Increase in capacity is required for the ceramic capacitor, and therefore
the dielectric layer must have a high dielectric constant. However, for
downsizing the ceramic capacitor and increasing the capacity of it, the
thickness of the dielectric layer must be 1 to 2 .mu.m or less. In the
ceramic capacitor employing the dielectric layer having the thickness of 1
to 2 .mu.m or less, the dielectric constant can be presently increased
only to about 3000. In other words, BaTiO.sub.3 powder having minimum
grain size must be used for forming the dielectric layer having thickness
of 1 to 2 .mu.m or less, but using the BaTiO.sub.3 having such a small
grain size decreases the dielectric constant rapidly. Therefore, at the
present time, the dielectric constant can be increased only to about 3000.
DISCLOSURE OF THE INVENTION
A ceramic capacitor includes a dielectric layer made of polycrystal mainly
composed of BaTiO.sub.3 having an average grain size of 0.5 .mu.m or less
and electrodes disposed on obverse and reverse surfaces of the dielectric
layer, respectively. The polycrystal has a tetragonal-perovskite-type
crystal structure and a c-axis/a-axis ratio of 1.005 through 1.009. In a
method of manufacturing the ceramic capacitor, an additive to BaTiO.sub.3
is selected so that the c-axis/a-axis ratio of the polycrystal is 1.005
through 1.009.
BRIEF DESCRIPTION OF THE DRAWINGS
FIG. 1 is a partially-broken perspective view showing a ceramic capacitor
in accordance with an exemplary embodiment of the present invention.

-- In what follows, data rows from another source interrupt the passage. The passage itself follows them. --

//! Cache-aside decorator
//!
//! Reads consult the cache before the client and populate it on a miss.
//! Writes run first and then invalidate every key of the entity. Cache
//! failures never fail the operation: reads degrade to the client, failed
//! populates and invalidations are logged.
//!
//! Transaction-bound calls skip the cache. Their invalidation is deferred to
//! the transaction and runs only after a successful commit.

use crate::errors::RepositoryResult;
use crate::traits::{Next, OperationContext, OperationDecorator};
use cache_system::{CacheSettings, CachingOperations};
use futures::future::BoxFuture;
use serde_json::Value;

#[derive(Debug, Clone)]
pub struct CacheDecorator {
    operations: CachingOperations,
    settings: CacheSettings,
}

impl CacheDecorator {
    pub fn new(operations: CachingOperations, settings: CacheSettings) -> Self {
        Self {
            operations,
            settings,
        }
    }

    pub fn operations(&self) -> &CachingOperations {
        &self.operations
    }

    pub fn settings(&self) -> &CacheSettings {
        &self.settings
    }

    async fn read_through(&self, ctx: &OperationContext, next: Next<'_>) -> RepositoryResult<Value> {
        let policy = self.settings.resolve(ctx.options.as_ref());
        if !policy.enabled || ctx.in_transaction() {
            cache_system::debug_log!(
                "Cache bypass for {}.{} (enabled: {}, in transaction: {})",
                ctx.model,
                ctx.operation,
                policy.enabled,
                ctx.in_transaction()
            );
            return next().await;
        }

        let key = match self.operations.key(ctx.operation.name(), &ctx.args) {
            Ok(key) => key,
            Err(err) => {
                tracing::warn!(model = %ctx.model, operation = %ctx.operation, "Running uncached: {}", err);
                return next().await;
            }
        };

        if let Some(hit) = self.operations.get_key(&key).await.filter(|v| !v.is_null()) {
            return Ok(hit);
        }

        let result = next().await?;

        if !result.is_null() {
            if let Err(err) = self
                .operations
                .set_key(&key, result.clone(), Some(policy.ttl))
                .await
            {
                tracing::warn!(model = %ctx.model, operation = %ctx.operation, "{}", err);
            }
        }

        Ok(result)
    }

    async fn write_and_invalidate(&self, ctx: &OperationContext, next: Next<'_>) -> RepositoryResult<Value> {
        let result = next().await?;

        match &ctx.transaction {
            Some(transaction) => transaction.defer_invalidation(&self.operations),
            None => match self.operations.invalidate(None).await {
                Ok(deleted) => {
                    cache_system::debug_log!(
                        "Invalidated {} keys after {}.{}",
                        deleted,
                        ctx.model,
                        ctx.operation
                    );
                }
                Err(err) => {
                    tracing::error!(model = %ctx.model, operation = %ctx.operation, "{}", err);
                }
            },
        }

        Ok(result)
    }
}

impl OperationDecorator for CacheDecorator {
    fn around<'a>(
        &'a self,
        ctx: &'a OperationContext,
        next: Next<'a>,
    ) -> BoxFuture<'a, RepositoryResult<Value>> {
        Box::pin(async move {
            if ctx.operation.is_read() {
                self.read_through(ctx, next).await
            } else {
                self.write_and_invalidate(ctx, next).await
            }
        })
    }
}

FIG. 2 is a pattern diagram showing internal electrodes and a dielectric
layer of the ceramic capacitor of FIG. 1.
FIG. 3 shows a crystal structure of crystal grains constituting the
dielectric layer of the ceramic capacitor of FIG. 1.
FIG. 4 is a characteristic diagram of the dielectric layer.
FIG. 5 shows a conventional crystal structure of crystal grains.
DETAILED DESCRIPTIONS OF THE PREFERRED EMBODIMENT
The present invention provides a ceramic capacitor where the dielectric
constant of a dielectric layer can be 3500 or more even when thickness of
the dielectric layer is 1 to 2 .mu.m or less, and a method of
manufacturing the ceramic capacitor.
Embodiments of the present invention will be described hereinafter with
reference to the accompanying drawings.
FIG. 1 shows a ceramic capacitor in accordance with an exemplary embodiment
of the present invention. In FIG. 1, electrodes 12 are embedded at a
predetermined interval in dielectric layer 11. Electrodes 12 are
alternately pulled to respective ends and connected to respective external
electrodes 13.
Thickness of dielectric layer 11 sandwiched between electrodes 12 and the
crystal structure of them are important in the present invention. The
ceramic capacitor of FIG. 1 has a small size and a large capacity, and the
thickness of dielectric layer 11 between electrodes 12 is 1 to 2 .mu.m. In
other words, the thickness of dielectric layer 11 between electrodes 12 is
decreased to face electrodes 12 to each other as closely as possible,
thereby providing large electrostatic capacity.
For providing the large electrostatic capacity, dielectric constant of
dielectric layer 11 sandwiched between mutually close electrodes 12 must
be increased. Dielectric layer 11 is formed as follows in the present
embodiment. Various additives are added to BaTiO.sub.3 powder having the
average grain size of 0.2 .mu.m as a starting material The additives
specifically include MgO, MnO.sub.2, Dy.sub.2 O.sub.3, V.sub.2 O.sub.5,
and Ba--Al--Si--O based glass. These materials are mixed, dried, calcined,
and pulverized. The pulverized powder is mixed with various binders, and
molded to form a sheet. This sheet is dielectric layer 11 to be sandwiched
between electrodes 12.
Next, the sheets and electrodes 12 are alternately laminated, they are
burned at 1200 to 1300.degree. C. in that state, and then both end
surfaces of them are shaved, thereby exposing electrodes 12 from the both
end surfaces. External electrodes 13 are disposed on the exposing parts to
form the ceramic capacitor of FIG. 1.
Important items in this case are then described with reference to FIG. 2.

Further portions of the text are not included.